Human-Machine Collaboration in Interpretation

In the past century, information and communication technology has empowered interpretation to achieve continuous breakthroughs. In the 1920s, the advent of wired voice transmission technology enabled simultaneous interpretation systems where interpreters could listen and translate in real-time, revolutionizing traditional interpretation working models. In the 1960s and 70s, the emergence of computers and the internet reshaped the acquisition of language and knowledge resources in interpretation, marking the beginning of the era of computer-assisted interpretation. From the 1980s to the early 21st century, with the revival and development of machine translation, machine interpretation gradually became a research hotspot, mainly used in dialogue interpretation scenarios such as booking schedules and travel information services. In recent years, with the rapid development of big data and artificial intelligence, technologies such as speech recognition and natural language processing have made significant strides, coupled with the disruptive breakthroughs in neural network machine translation, greatly enhancing machine interpretation capabilities. Whether machine interpretation will replace human interpretation has become a topic of concern.
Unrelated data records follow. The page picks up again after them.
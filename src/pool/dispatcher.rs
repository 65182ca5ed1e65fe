// src/pool/dispatcher.rs
// =============================================================================
// Runs the worker pool for one search.
//
// How it works:
// 1. Create a bounded queue whose capacity equals the worker count
// 2. Spawn exactly `worker_count` workers on the tokio runtime
// 3. Push every URL in input order (send() waits while the queue is full)
// 4. Drop the sender, which closes the queue
// 5. Wait for every worker to finish the remaining URLs and exit
//
// run() only returns after step 5, so by then all output has been written.
//
// Pool states:
//   Created -> Running -> Draining -> Done
// =============================================================================

use std::sync::Arc;

use futures::future::join_all;
use tokio::sync::{mpsc, Mutex};
use tracing::{debug, warn};

use super::worker::{Worker, WorkerStats};
use crate::config::Config;
use crate::fetch::Fetcher;
use crate::output::Printer;
use crate::snippet::SnippetExtractor;

#[derive(Debug, Clone, Copy, PartialEq, Eq)]
pub enum PoolState {
    /// Nothing spawned yet
    Created,
    /// Workers are up and the queue is open
    Running,
    /// Queue closed, workers finishing what's left
    Draining,
    /// Every worker has exited
    Done,
}

/// Totals across all workers for one run
#[derive(Debug, Default, Clone, Copy, PartialEq, Eq)]
pub struct RunSummary {
    pub workers: usize,
    pub processed: usize,
    pub failed: usize,
    pub snippets: usize,
}

impl RunSummary {
    fn add(&mut self, stats: WorkerStats) {
        self.workers += 1;
        self.processed += stats.processed;
        self.failed += stats.failed;
        self.snippets += stats.snippets;
    }
}

pub struct Dispatcher<F> {
    config: Config,
    fetcher: Arc<F>,
    printer: Printer,
    state: PoolState,
}

impl<F: Fetcher + 'static> Dispatcher<F> {
    pub fn new(config: Config, fetcher: F, printer: Printer) -> Self {
        Self {
            config,
            fetcher: Arc::new(fetcher),
            printer,
            state: PoolState::Created,
        }
    }

    pub fn state(&self) -> PoolState {
        self.state
    }

    // Searches every URL for `keyword` and waits until all workers are done
    pub async fn run(&mut self, urls: Vec<String>, keyword: &str) -> RunSummary {
        let worker_count = self.config.worker_count;
        let keyword: Arc<str> = Arc::from(keyword);
        let extractor = SnippetExtractor::new(self.config.context_length);

        let (sender, receiver) = mpsc::channel::<String>(worker_count);
        let queue = Arc::new(Mutex::new(receiver));

        let handles: Vec<_> = (0..worker_count)
            .map(|id| {
                let worker = Worker::new(
                    id,
                    self.fetcher.clone(),
                    extractor,
                    keyword.clone(),
                    self.printer.clone(),
                );
                tokio::spawn(worker.run(queue.clone()))
            })
            .collect();
        self.transition(PoolState::Running);

        for url in urls {
            // Only fails if every worker is gone, which means they panicked
            if sender.send(url).await.is_err() {
                warn!("work queue closed before all URLs were queued");
                break;
            }
        }

        drop(sender);
        self.transition(PoolState::Draining);

        let mut summary = RunSummary::default();
        for result in join_all(handles).await {
            match result {
                Ok(stats) => summary.add(stats),
                Err(err) => warn!(error = %err, "worker task failed"),
            }
        }

        self.transition(PoolState::Done);
        summary
    }

    fn transition(&mut self, next: PoolState) {
        debug!(from = ?self.state, to = ?next, "pool state change");
        self.state = next;
    }
}

#[cfg(test)]
mod tests {
    use super::*;
    use crate::error::FetchError;
    use crate::output::SharedBuffer;
    use crate::snippet::Highlight;
    use async_trait::async_trait;
    use reqwest::StatusCode;
    use std::collections::HashMap;

    // Serves canned bodies or status codes and counts every call
    #[derive(Default)]
    struct StubFetcher {
        pages: HashMap<String, Result<String, u16>>,
        calls: std::sync::Mutex<HashMap<String, usize>>,
    }

    impl StubFetcher {
        fn page(mut self, url: &str, body: &str) -> Self {
            self.pages.insert(url.to_string(), Ok(body.to_string()));
            self
        }

        fn status(mut self, url: &str, code: u16) -> Self {
            self.pages.insert(url.to_string(), Err(code));
            self
        }
    }

    #[async_trait]
    impl Fetcher for StubFetcher {
        async fn fetch(&self, url: &str) -> Result<String, FetchError> {
            *self.calls.lock().unwrap().entry(url.to_string()).or_default() += 1;
            tokio::task::yield_now().await;

            match self.pages.get(url) {
                Some(Ok(body)) => Ok(body.clone()),
                Some(Err(code)) => Err(FetchError::Status(StatusCode::from_u16(*code).unwrap())),
                None => Err(FetchError::Status(StatusCode::NOT_FOUND)),
            }
        }
    }

    fn test_config(worker_count: usize) -> Config {
        Config {
            worker_count,
            highlight: Highlight::brackets(),
            ..Config::default()
        }
    }

    fn urls(list: &[&str]) -> Vec<String> {
        list.iter().map(|url| url.to_string()).collect()
    }

    #[tokio::test]
    async fn test_failure_does_not_stop_other_urls() {
        let fetcher = StubFetcher::default()
            .page("http://a.test/", "hello from a")
            .status("http://b.test/", 404)
            .page("http://c.test/", "c says hello");

        let buffer = SharedBuffer::default();
        let config = test_config(10);
        let printer = Printer::new(&config, buffer.clone());
        let mut dispatcher = Dispatcher::new(config, fetcher, printer);

        let summary = dispatcher
            .run(urls(&["http://a.test/", "http://b.test/", "http://c.test/"]), "hello")
            .await;

        assert_eq!(summary.workers, 10);
        assert_eq!(summary.processed, 3);
        assert_eq!(summary.failed, 1);
        assert_eq!(summary.snippets, 2);

        let out = buffer.contents();
        assert_eq!(out.matches("Error: ").count(), 1);
        assert!(out.contains("Error: non-OK HTTP status: 404 Not Found"));
        assert!(out.contains("[URL] http://a.test/"));
        assert!(out.contains("[URL] http://c.test/"));
        assert!(!out.contains("[URL] http://b.test/"));
        assert_eq!(out.matches("Snippet:").count(), 2);
    }

    #[tokio::test]
    async fn test_empty_input_terminates_cleanly() {
        let buffer = SharedBuffer::default();
        let config = test_config(10);
        let printer = Printer::new(&config, buffer.clone());
        let mut dispatcher = Dispatcher::new(config, StubFetcher::default(), printer);
        assert_eq!(dispatcher.state(), PoolState::Created);

        let summary = dispatcher.run(Vec::new(), "hello").await;

        assert_eq!(dispatcher.state(), PoolState::Done);
        assert_eq!(summary.workers, 10);
        assert_eq!(summary.processed, 0);
        assert!(buffer.contents().is_empty());
    }

    #[tokio::test]
    async fn test_absent_keyword_prints_header_only() {
        let fetcher = StubFetcher::default().page("http://a.test/", "nothing to see");

        let buffer = SharedBuffer::default();
        let config = test_config(2);
        let printer = Printer::new(&config, buffer.clone());
        let mut dispatcher = Dispatcher::new(config, fetcher, printer);

        let summary = dispatcher.run(urls(&["http://a.test/"]), "zzz").await;

        assert_eq!(summary.snippets, 0);
        assert_eq!(summary.failed, 0);
        let out = buffer.contents();
        assert!(out.contains("[URL] http://a.test/"));
        assert!(!out.contains("Snippet:"));
        assert!(!out.contains("Error:"));
    }

    #[tokio::test]
    async fn test_every_url_fetched_exactly_once_under_backpressure() {
        let list: Vec<String> = (0..50).map(|i| format!("http://site{}.test/", i)).collect();
        let fetcher = list
            .iter()
            .fold(StubFetcher::default(), |fetcher, url| fetcher.page(url, "one key here"));
        let fetcher = Arc::new(fetcher);

        let config = test_config(3);
        let printer = Printer::new(&config, SharedBuffer::default());
        let mut dispatcher = Dispatcher {
            config,
            fetcher: fetcher.clone(),
            printer,
            state: PoolState::Created,
        };

        let summary = dispatcher.run(list.clone(), "key").await;

        assert_eq!(summary.workers, 3);
        assert_eq!(summary.processed, 50);
        assert_eq!(summary.snippets, 50);

        let calls = fetcher.calls.lock().unwrap();
        assert_eq!(calls.len(), 50);
        assert!(calls.values().all(|&count| count == 1));
    }

    #[tokio::test]
    async fn test_single_worker_pool() {
        let fetcher = StubFetcher::default()
            .page("http://a.test/", "key")
            .page("http://b.test/", "key key");

        let config = test_config(1);
        let printer = Printer::new(&config, SharedBuffer::default());
        let mut dispatcher = Dispatcher::new(config, fetcher, printer);

        let summary = dispatcher
            .run(urls(&["http://a.test/", "http://b.test/"]), "key")
            .await;

        assert_eq!(summary.workers, 1);
        assert_eq!(summary.processed, 2);
        assert_eq!(summary.snippets, 3);
    }
}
Analyzing and comparing the processes, capabilities, quality, and effects of human and machine interpretation, as well as clarifying their respective advantages and disadvantages, is particularly necessary.
Human-Machine Collaboration in Interpretation

Comparison of Processing Processes

Machine interpretation refers to the real-time automated speech translation of source language by a computer system, which includes three modules: speech recognition, machine translation, and speech synthesis, completed by source language acoustic models, source language language models, and source language boundary models trained on corpora and machine learning, as well as machine translation models and target language models, and speech synthesis models. Since the various models of machine interpretation depend on the training and learning of natural discourse and human translation corpora, machine interpretation is essentially based on fixed usages or translations in a limited context and situation, realizing source language recognition, language conversion, and target language output. Human interpretation, on the other hand, is based on human intelligence and integrates knowledge, experience, context, and situational factors, utilizing various cognitive resources for source language comprehension, information storage (memory, recording), language conversion, and target language delivery in a dynamic cognitive process.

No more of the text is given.